**TASK STATEMENT:** The lines you need are those holding the word "Debug"; pull them from the material.

**LISTED ENTRIES:**
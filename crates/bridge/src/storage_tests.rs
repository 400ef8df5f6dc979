// SPDX-License-Identifier: BUSL-1.1
// Copyright (c) 2026 Alfred Jean LLC

use super::*;

fn snapshot(id: &str) -> SessionSnapshot {
    SessionSnapshot {
        id: id.to_owned(),
        backend_session_id: None,
        cwd: None,
        created_at: 0,
        name: None,
        state: SessionState::new(id),
        history: Vec::new(),
    }
}

#[tokio::test]
async fn round_trips_a_snapshot() {
    let storage = InMemoryStorage::new();
    storage.save(snapshot("s1")).await.unwrap();
    let loaded = storage.load("s1".to_owned()).await.unwrap();
    assert_eq!(loaded.unwrap().id, "s1");
}

#[tokio::test]
async fn missing_session_loads_none() {
    let storage = InMemoryStorage::new();
    let loaded = storage.load("missing".to_owned()).await.unwrap();
    assert!(loaded.is_none());
}

#[tokio::test]
async fn save_overwrites_prior_snapshot() {
    let storage = InMemoryStorage::new();
    storage.save(snapshot("s1")).await.unwrap();
    let mut second = snapshot("s1");
    second.name = Some("renamed".to_owned());
    storage.save(second).await.unwrap();
    let loaded = storage.load("s1".to_owned()).await.unwrap().unwrap();
    assert_eq!(loaded.name.as_deref(), Some("renamed"));
}
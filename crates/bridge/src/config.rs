// SPDX-License-Identifier: BUSL-1.1
// Copyright (c) 2026 Alfred Jean LLC

//! Daemon configuration. Bound to `--flag`/env-var pairs via `clap::Parser`,
//! mirroring the teacher's `MuxConfig` (`crates/mux/src/config.rs`): plain
//! struct, a `validate()` post-parse step, no `Display` impl.

use crate::consumer::{DEFAULT_MAX_FRAME_BYTES, DEFAULT_OUTBOUND_QUEUE_CAPACITY};
use crate::error::BridgeError;

/// Session bridge daemon configuration.
#[derive(Debug, Clone, clap::Args)]
pub struct Config {
    /// Host to bind the consumer WebSocket listener on.
    #[arg(long, default_value = "127.0.0.1", env = "BRIDGE_HOST")]
    pub host: String,

    /// Port to listen on.
    #[arg(long, default_value_t = 8900, env = "BRIDGE_PORT")]
    pub port: u16,

    /// Static bearer token for consumer authentication. If unset, consumers
    /// are authenticated anonymously with role `participant`.
    #[arg(long, env = "BRIDGE_AUTH_TOKEN")]
    pub auth_token: Option<String>,

    /// Argv for spawning the ACP backend child process, e.g.
    /// `--backend-command=claude-code-acp --backend-command=--stdio`.
    #[arg(long = "backend-command", env = "BRIDGE_BACKEND_COMMAND", value_delimiter = ' ')]
    pub backend_command: Vec<String>,

    /// Maximum number of messages retained per session's in-memory history.
    #[arg(long, default_value_t = 2000, env = "BRIDGE_HISTORY_CAP")]
    pub history_cap: usize,

    /// Maximum inbound consumer WebSocket frame size, in bytes.
    #[arg(long, default_value_t = DEFAULT_MAX_FRAME_BYTES, env = "BRIDGE_MAX_FRAME_BYTES")]
    pub max_frame_bytes: usize,

    /// Bound on each consumer's outbound queue before it is evicted as slow.
    #[arg(long, default_value_t = DEFAULT_OUTBOUND_QUEUE_CAPACITY, env = "BRIDGE_OUTBOUND_QUEUE_CAPACITY")]
    pub outbound_queue_capacity: usize,

    /// Seconds to wait after SIGTERM before escalating to SIGKILL.
    #[arg(long, default_value_t = 5, env = "BRIDGE_CHILD_STOP_GRACE_SECS")]
    pub child_stop_grace_secs: u64,

    /// Log output format.
    #[arg(long, default_value = "text", env = "BRIDGE_LOG_FORMAT")]
    pub log_format: LogFormat,

    /// Minimum log level, used when `RUST_LOG` is not set.
    #[arg(long, default_value = "info", env = "BRIDGE_LOG_LEVEL")]
    pub log_level: String,

    /// Per-consumer rate limiter: requests allowed per second (token refill rate).
    #[arg(long, default_value_t = 30, env = "BRIDGE_RATE_LIMIT_PER_SEC")]
    pub rate_limit_per_sec: u64,

    /// Per-consumer rate limiter burst capacity.
    #[arg(long, default_value_t = 60, env = "BRIDGE_RATE_LIMIT_BURST")]
    pub rate_limit_burst: u64,
}

#[derive(Debug, Clone, Copy, PartialEq, Eq, clap::ValueEnum)]
#[clap(rename_all = "lowercase")]
pub enum LogFormat {
    Json,
    Text,
}

impl Config {
    /// Post-parse validation the way the teacher's binaries run it right
    /// after `Parser::parse` and before anything else touches the config.
    pub fn validate(&self) -> Result<(), BridgeError> {
        if self.backend_command.is_empty() {
            return Err(crate::error::internal_error(
                "--backend-command must name at least a program to spawn",
            ));
        }
        if self.history_cap == 0 {
            return Err(crate::error::internal_error("--history-cap must be at least 1"));
        }
        if self.max_frame_bytes == 0 {
            return Err(crate::error::internal_error("--max-frame-bytes must be at least 1"));
        }
        Ok(())
    }

    pub fn child_stop_grace(&self) -> std::time::Duration {
        std::time::Duration::from_secs(self.child_stop_grace_secs)
    }

    pub fn bind_addr(&self) -> String {
        format!("{}:{}", self.host, self.port)
    }
}

#[cfg(test)]
#[path = "config_tests.rs"]
mod tests;
impl BackendSession for AcpSession {
    fn session_id(&self) -> &str {
        &self.session_id
    }

    fn send(
        &self,
        msg: UnifiedMessage,
    ) -> Pin<Box<dyn Future<Output = Result<(), BridgeError>> + Send>> {
        if self.closed.load(Ordering::SeqCst) {
            return Box::pin(async { Err(error::session_closed("session is closed")) });
        }
        let frame = match build_outbound_frame(&self.session_id, &self.next_id, msg) {
            Ok(f) => f,
            Err(e) => return Box::pin(async move { Err(e) }),
        };
        let tx = self.outbound_tx.clone();
        Box::pin(async move {
            tx.send(frame).map_err(|_| error::session_closed("backend stdin is gone"))
        })
    }

    fn send_raw(
        &self,
        bytes: Vec<u8>,
    ) -> Pin<Box<dyn Future<Output = Result<(), BridgeError>> + Send>> {
        if self.closed.load(Ordering::SeqCst) {
            return Box::pin(async { Err(error::session_closed("session is closed")) });
        }
        let tx = self.outbound_tx.clone();
        Box::pin(async move {
            tx.send(OutboundFrame::Raw(bytes))
                .map_err(|_| error::session_closed("backend stdin is gone"))
        })
    }

    fn messages(&mut self) -> mpsc::Receiver<UnifiedMessage> {
        self.messages_rx
            .try_lock()
            .ok()
            .and_then(|mut guard| guard.take())
            .expect("messages() called more than once on an AcpSession")
    }

    fn close(&self) -> Pin<Box<dyn Future<Output = ()> + Send>> {
        let pid = self.pid;
        let cancel = self.cancel.clone();
        let closed = Arc::clone(&self.closed);
        let child = Arc::clone(&self.child);
        let stop_grace = self.stop_grace;
        Box::pin(async move {
            if closed.swap(true, Ordering::SeqCst) {
                return;
            }
            let _ = signal::kill(Pid::from_raw(pid), Signal::SIGTERM);
            cancel.cancel();

            let mut child = child.lock().await;
            let graceful = tokio::time::timeout(stop_grace, child.wait()).await;
            if graceful.is_err() {
                let _ = signal::kill(Pid::from_raw(pid), Signal::SIGKILL);
                let _ = child.wait().await;
            }
        })
    }
}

**ANSWER:**
#[derive(Debug, Clone, clap::Args)]
#[derive(Debug, Clone, Copy, PartialEq, Eq, clap::ValueEnum)]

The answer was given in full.